Well folks I finally did it! I got rid of my Springfield XD 40 subcompact and traded it for my brand new Glock 26. Want to know what kind of IWB holders you guys have for this gun and if anybody has any recommendations and pictures?


It will be my CCW gun when I take the class next week. Mike, by the way if your reading this I think you said you had a glock 26 and work for Galco, any recommendations with which galco? I did see online the Scout clip. But what's the difference between the Ultra Deep cover for $75.95 vs. the USA inside the Pant Holster for $$69.95? I also saw the Walkabout inside the pant holster ( has mag pouch with it)

Second part of the question is how many rounds you carrying with your Glock 26. I am planning on carrying my standard 10+1 with pierce grip and maybe my glock 19 15 rd magazine. What are your opinions and again what mag holster?

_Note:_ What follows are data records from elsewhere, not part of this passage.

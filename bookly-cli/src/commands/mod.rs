//! Command implementations

pub mod config;
pub mod db;
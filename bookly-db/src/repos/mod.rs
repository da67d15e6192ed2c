//! Repositories over a session
//!
//! Each repository borrows a `&mut Session` and runs every statement inside
//! that session's transaction. Nothing here commits; the caller decides.
//!
//! Patterns:
//! - lookups by primary key return `DbError::NotFound` when the row is missing
//! - list queries use `COUNT(*) OVER()` for the total (one round trip per page)
//! - related rows are fetched by explicit methods (`books`, `reviews`, `tags`)

pub mod books;
pub mod reviews;
pub mod tags;
pub mod users;

pub use books::BookRepo;
pub use reviews::ReviewRepo;
pub use tags::TagRepo;
pub use users::UserRepo;

use sqlx::postgres::PgRow;
use sqlx::{FromRow, Row};

use crate::error::Result;
use crate::models::{Paginated, Pagination};

/// Build a page from rows that carry a `total` window column.
fn paginate<T>(rows: Vec<PgRow>, page: Pagination) -> Result<Paginated<T>>
where
    T: for<'r> FromRow<'r, PgRow>,
{
    let total = match rows.first() {
        Some(row) => row.try_get::<i64, _>("total")?,
        None => 0,
    };
    let items = rows
        .iter()
        .map(T::from_row)
        .collect::<std::result::Result<Vec<_>, _>>()?;

    Ok(Paginated {
        items,
        total,
        page: page.page,
        per_page: page.per_page,
    })
}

So in summary here are some of my questions?
1. Which holster you using for the Glock 26 IWB (pictures if u have them)
2. How many rounds or extra mags you carrying?
3. Which mag holster you using or is the extra mag just in the pocket?


----------



## john doe. (Aug 26, 2006)

I carry a G23 in a Blackhawk Serpa and one extra mag on the other side. Sorry Mike, I'm a Kydex guy.


----------



## Baldy (Jun 21, 2006)

Get a good Galco belt slider and a two mag pouch holder for your belt. Oh don't for get to get a good belt too. You'll be all set. Good luck.


----------



## Mike Barham (Mar 30, 2006)

I use a Galco Royal Guard IWB for the pistol (I like plastic holsters, but not for IWB), which you can see here: http://www.usgalco.com/HolsterG3.asp?ProductID=907&GunID=50.

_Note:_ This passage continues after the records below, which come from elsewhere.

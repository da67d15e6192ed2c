//! Book repository, including the `book_tags` association

use uuid::Uuid;

use crate::error::{DbError, Result};
use crate::models::{
    Book, BookChanges, BookDetails, BookTag, NewBook, Paginated, Pagination, Review, Tag,
};
use crate::session::Session;

use super::{paginate, ReviewRepo};

macro_rules! book_columns {
    () => {
        "uid, title, author, publisher, published_date, page_count, language, user_uid, created_at, update_at"
    };
}

/// Book repository
pub struct BookRepo<'a> {
    session: &'a mut Session,
}

impl<'a> BookRepo<'a> {
    pub fn new(session: &'a mut Session) -> Self {
        Self { session }
    }

    /// Insert a book with a fresh random id.
    ///
    /// A `user_uid` that matches no user fails with a foreign key violation.
    pub async fn create(&mut self, new: NewBook) -> Result<Book> {
        let book: Book = sqlx::query_as(concat!(
            "INSERT INTO books (uid, title, author, publisher, published_date, page_count, language, user_uid, created_at, update_at) \
             VALUES ($1, $2, $3, $4, $5, $6, $7, $8, LOCALTIMESTAMP, LOCALTIMESTAMP) \
             RETURNING ",
            book_columns!()
        ))
        .bind(Uuid::new_v4())
        .bind(&new.title)
        .bind(&new.author)
        .bind(&new.publisher)
        .bind(new.published_date)
        .bind(new.page_count)
        .bind(&new.language)
        .bind(new.user_uid)
        .fetch_one(self.session.conn().await?)
        .await?;

        Ok(book)
    }

    pub async fn get(&mut self, uid: Uuid) -> Result<Book> {
        sqlx::query_as(concat!("SELECT ", book_columns!(), " FROM books WHERE uid = $1"))
            .bind(uid)
            .fetch_optional(self.session.conn().await?)
            .await?
            .ok_or_else(|| DbError::not_found("book", uid))
    }

    /// Books, newest first.
    pub async fn list(&mut self, page: Pagination) -> Result<Paginated<Book>> {
        let rows = sqlx::query(concat!(
            "SELECT ",
            book_columns!(),
            ", COUNT(*) OVER() AS total \
             FROM books \
             ORDER BY created_at DESC, uid \
             LIMIT $1 OFFSET $2"
        ))
        .bind(page.limit())
        .bind(page.offset())
        .fetch_all(self.session.conn().await?)
        .await?;

        paginate(rows, page)
    }

    /// One page of the books owned by `user_uid`, newest first.
    pub async fn list_for_user(
        &mut self,
        user_uid: Uuid,
        page: Pagination,
    ) -> Result<Paginated<Book>> {
        let rows = sqlx::query(concat!(
            "SELECT ",
            book_columns!(),
            ", COUNT(*) OVER() AS total \
             FROM books \
             WHERE user_uid = $1 \
             ORDER BY created_at DESC, uid \
             LIMIT $2 OFFSET $3"
        ))
        .bind(user_uid)
        .bind(page.limit())
        .bind(page.offset())
        .fetch_all(self.session.conn().await?)
        .await?;

        paginate(rows, page)
    }

    /// Every book owned by `user_uid`, newest first.
    pub async fn all_for_user(&mut self, user_uid: Uuid) -> Result<Vec<Book>> {
        let books = sqlx::query_as(concat!(
            "SELECT ",
            book_columns!(),
            " FROM books WHERE user_uid = $1 ORDER BY created_at DESC, uid"
        ))
        .bind(user_uid)
        .fetch_all(self.session.conn().await?)
        .await?;

        Ok(books)
    }

    /// Every book carrying the tag, by title.
    pub async fn all_for_tag(&mut self, tag_uid: Uuid) -> Result<Vec<Book>> {
        let books = sqlx::query_as(
            r#"
            SELECT b.uid, b.title, b.author, b.publisher, b.published_date, b.page_count,
                   b.language, b.user_uid, b.created_at, b.update_at
            FROM books b
            JOIN book_tags bt ON bt.book_id = b.uid
            WHERE bt.tag_id = $1
            ORDER BY b.title, b.uid
            "#,
        )
        .bind(tag_uid)
        .fetch_all(self.session.conn().await?)
        .await?;

        Ok(books)
    }

    /// Apply the set fields and refresh `update_at`.
    pub async fn update(&mut self, uid: Uuid, changes: BookChanges) -> Result<Book> {
        sqlx::query_as(concat!(
            "UPDATE books SET \
                title = COALESCE($2, title), \
                author = COALESCE($3, author), \
                publisher = COALESCE($4, publisher), \
                published_date = COALESCE($5, published_date), \
                page_count = COALESCE($6, page_count), \
                language = COALESCE($7, language), \
                update_at = LOCALTIMESTAMP \
             WHERE uid = $1 \
             RETURNING ",
            book_columns!()
        ))
        .bind(uid)
        .bind(changes.title)
        .bind(changes.author)
        .bind(changes.publisher)
        .bind(changes.published_date)
        .bind(changes.page_count)
        .bind(changes.language)
        .fetch_optional(self.session.conn().await?)
        .await?
        .ok_or_else(|| DbError::not_found("book", uid))
    }

    /// Assign or clear (`None`) the owning user.
    pub async fn set_owner(&mut self, uid: Uuid, user_uid: Option<Uuid>) -> Result<Book> {
        sqlx::query_as(concat!(
            "UPDATE books SET user_uid = $2, update_at = LOCALTIMESTAMP \
             WHERE uid = $1 \
             RETURNING ",
            book_columns!()
        ))
        .bind(uid)
        .bind(user_uid)
        .fetch_optional(self.session.conn().await?)
        .await?
        .ok_or_else(|| DbError::not_found("book", uid))
    }

    /// Delete a book. Its reviews stay with the book reference cleared;
    /// its tag links are removed. Tags themselves are untouched.
    pub async fn delete(&mut self, uid: Uuid) -> Result<bool> {
        let conn = self.session.conn().await?;

        sqlx::query("UPDATE reviews SET book_uid = NULL WHERE book_uid = $1")
            .bind(uid)
            .execute(&mut *conn)
            .await?;
        sqlx::query("DELETE FROM book_tags WHERE book_id = $1")
            .bind(uid)
            .execute(&mut *conn)
            .await?;
        let result = sqlx::query("DELETE FROM books WHERE uid = $1")
            .bind(uid)
            .execute(&mut *conn)
            .await?;

        Ok(result.rows_affected() > 0)
    }

    /// Reviews of the book.
    pub async fn reviews(&mut self, uid: Uuid) -> Result<Vec<Review>> {
        ReviewRepo::new(&mut *self.session).all_for_book(uid).await
    }

    /// Tags on the book, by name.
    pub async fn tags(&mut self, uid: Uuid) -> Result<Vec<Tag>> {
        let tags = sqlx::query_as(
            r#"
            SELECT t.uid, t.name, t.created_at
            FROM tags t
            JOIN book_tags bt ON bt.tag_id = t.uid
            WHERE bt.book_id = $1
            ORDER BY t.name, t.uid
            "#,
        )
        .bind(uid)
        .fetch_all(self.session.conn().await?)
        .await?;

        Ok(tags)
    }

    /// Link a tag to the book. Returns false if the link already existed.
    pub async fn add_tag(&mut self, uid: Uuid, tag_uid: Uuid) -> Result<bool> {
        let result = sqlx::query(
            r#"
            INSERT INTO book_tags (book_id, tag_id)
            VALUES ($1, $2)
            ON CONFLICT DO NOTHING
            "#,
        )
        .bind(uid)
        .bind(tag_uid)
        .execute(self.session.conn().await?)
        .await?;

        Ok(result.rows_affected() == 1)
    }

    /// Unlink a tag from the book. Neither the book nor the tag is deleted.
    pub async fn remove_tag(&mut self, uid: Uuid, tag_uid: Uuid) -> Result<bool> {
        let result = sqlx::query("DELETE FROM book_tags WHERE book_id = $1 AND tag_id = $2")
            .bind(uid)
            .bind(tag_uid)
            .execute(self.session.conn().await?)
            .await?;

        Ok(result.rows_affected() > 0)
    }

    /// All association rows of the book.
    pub async fn tag_links(&mut self, uid: Uuid) -> Result<Vec<BookTag>> {
        let links = sqlx::query_as("SELECT book_id, tag_id FROM book_tags WHERE book_id = $1")
            .bind(uid)
            .fetch_all(self.session.conn().await?)
            .await?;

        Ok(links)
    }

    /// The book with its reviews and tags (three queries, same transaction).
    pub async fn get_with_relations(&mut self, uid: Uuid) -> Result<BookDetails> {
        let book = self.get(uid).await?;
        let reviews = self.reviews(uid).await?;
        let tags = self.tags(uid).await?;

        Ok(BookDetails {
            book,
            reviews,
            tags,
        })
    }
}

I carry a single Glock 17 mag on the offside, also in a Galco pouch: http://www.usgalco.com/HolsterC3.asp?ProductID=3303&CatalogID=88.


----------



## DJ Niner (Oct 3, 2006)

Plastic gun, plastic scabbard. 

Uncle Mike's or Blade Tech; with spare G19 or G17 mag in pocket.


----------



## NAS T MAG (Dec 9, 2007)

I don't like IWB rigs, but I do like Galco. I have the Concealable and a Safepacker. For the best concealment, I use the Smart Carry.

YMMV


----------



## Alpacino (Sep 28, 2006)

Thanks for those picks! How much did you get your smart carry for and does it feel natural? I heard pros and cons against them. 

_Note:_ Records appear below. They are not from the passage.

//! Tag repository
//!
//! Tag names are not unique in storage. `find_by_name` and `get_or_create`
//! settle on the oldest tag with the name.

use uuid::Uuid;

use crate::error::{DbError, Result};
use crate::models::{Book, NewTag, Paginated, Pagination, Tag};
use crate::session::Session;

use super::{paginate, BookRepo};

/// Tag repository
pub struct TagRepo<'a> {
    session: &'a mut Session,
}

impl<'a> TagRepo<'a> {
    pub fn new(session: &'a mut Session) -> Self {
        Self { session }
    }

    pub async fn create(&mut self, new: NewTag) -> Result<Tag> {
        let tag: Tag = sqlx::query_as(
            r#"
            INSERT INTO tags (uid, name, created_at)
            VALUES ($1, $2, LOCALTIMESTAMP)
            RETURNING uid, name, created_at
            "#,
        )
        .bind(Uuid::new_v4())
        .bind(&new.name)
        .fetch_one(self.session.conn().await?)
        .await?;

        Ok(tag)
    }

    pub async fn get(&mut self, uid: Uuid) -> Result<Tag> {
        sqlx::query_as("SELECT uid, name, created_at FROM tags WHERE uid = $1")
            .bind(uid)
            .fetch_optional(self.session.conn().await?)
            .await?
            .ok_or_else(|| DbError::not_found("tag", uid))
    }

    pub async fn find_by_name(&mut self, name: &str) -> Result<Option<Tag>> {
        let tag = sqlx::query_as(
            r#"
            SELECT uid, name, created_at
            FROM tags
            WHERE name = $1
            ORDER BY created_at, uid
            LIMIT 1
            "#,
        )
        .bind(name)
        .fetch_optional(self.session.conn().await?)
        .await?;

        Ok(tag)
    }

    /// Existing tag with this name, or a new one.
    ///
    /// Not atomic across sessions: two concurrent callers may both insert.
    pub async fn get_or_create(&mut self, name: &str) -> Result<Tag> {
        if let Some(tag) = self.find_by_name(name).await? {
            return Ok(tag);
        }
        self.create(NewTag::new(name)).await
    }

    /// Tags by name.
    pub async fn list(&mut self, page: Pagination) -> Result<Paginated<Tag>> {
        let rows = sqlx::query(
            r#"
            SELECT uid, name, created_at, COUNT(*) OVER() AS total
            FROM tags
            ORDER BY name, uid
            LIMIT $1 OFFSET $2
            "#,
        )
        .bind(page.limit())
        .bind(page.offset())
        .fetch_all(self.session.conn().await?)
        .await?;

        paginate(rows, page)
    }

    pub async fn rename(&mut self, uid: Uuid, name: &str) -> Result<Tag> {
        sqlx::query_as(
            r#"
            UPDATE tags SET name = $2
            WHERE uid = $1
            RETURNING uid, name, created_at
            "#,
        )
        .bind(uid)
        .bind(name)
        .fetch_optional(self.session.conn().await?)
        .await?
        .ok_or_else(|| DbError::not_found("tag", uid))
    }

    /// Delete a tag and its book links. The books are untouched.
    pub async fn delete(&mut self, uid: Uuid) -> Result<bool> {
        let conn = self.session.conn().await?;

        sqlx::query("DELETE FROM book_tags WHERE tag_id = $1")
            .bind(uid)
            .execute(&mut *conn)
            .await?;
        let result = sqlx::query("DELETE FROM tags WHERE uid = $1")
            .bind(uid)
            .execute(&mut *conn)
            .await?;

        Ok(result.rows_affected() > 0)
    }

    /// Books carrying the tag.
    pub async fn books(&mut self, uid: Uuid) -> Result<Vec<Book>> {
        BookRepo::new(&mut *self.session).all_for_tag(uid).await
    }
}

Also the packer is that one like a belly band?

I tend to wear sweat pants or shorts and don't really like to wear a belt so I want to know if the smart carry is something that would work. Never seen the packer, but anybody have any thoughts on the belly band?


----------



## NAS T MAG (Dec 9, 2007)

I've played a round of golf with the Smart Carry in shorts and no one in the group noticed it. They were very surprised when I told them. I bought it from Smart Carry, Here is the link.
http://smartcarry.com/

The Wilderness Safepacker is a "man purse"! I have two sizes. The smaller one accommodates my G26, G19 or Taurus .38 Special. The larger one handles the Taurus Judge or Colt 1911. Here is a picture of it closed.









Here is their link.
http://www.thewilderness.com/

In Ohio, if you are driving, the weapon must be concealed on your person or in a "locked" case in full view. This product satisfies that law.

You might have to consider more than one holster to satisfy all your needs.

Good luck.


----------



## Mike Barham (Mar 30, 2006)

Alpacino said:


> Mike, by the way if your reading this I think you said you had a glock 26 and work for Galco, any recommendations with which galco? I did see online the Scout clip. But what's the difference between the Ultra Deep cover for $75.95 vs. the USA inside the Pant Holster for $$69.95? I also saw the Walkabout inside the pant holster ( has mag pouch with it)


I goofed and failed to answer this part of the question. My apologies!

The difference between the UDC and the USA is that the UDC has a reinforced mouthband to prevent the holster from collapsing when the gun is drawn. This allows easy one-handed holstering after the gun has been drawn, but does make the holster a bit bulkier.

The Walkabout is only useful as a VERY casual concealed carry holster. It is basically impossible to withdraw the magazine in any good way, so it is largely pointless unless one is a mall ninja. A better choice in that price point is the Stow-n-Go, which is a very good little holster and quite inexpensive. http://www.usgalco.com/HolsterG3.asp?ProductID=3236&GunID=50


----------



## Alpacino (Sep 28, 2006)

do i need to wear a belt with shorts for the smart carry? Or can I wear my gym shorts or other shorts without a belt and cover it up?

Also how realistic is it to get a draw on your weapon fast enough to defend a situation? I understand that most incidents occur within 10ft and within less than 2 seconds? 

So my question is in a real life threatening situation, am I going to be able to defend myself or am I sacrificing myself over comfort and convenience with the smart carry?


----------



## K Bob (Sep 17, 2007)

Alpacino I wear mine with gym shorts and t-shirt
no belt. It's invisible and easy to get to you just need 
to practice your draw with an unloaded weapon.

With jeans and a belt it's a little slow, but I wear overalls
most of the time and that setup works really well.


----------



## hideit (Oct 3, 2007)

my backup mags are also the model 17 mags


----------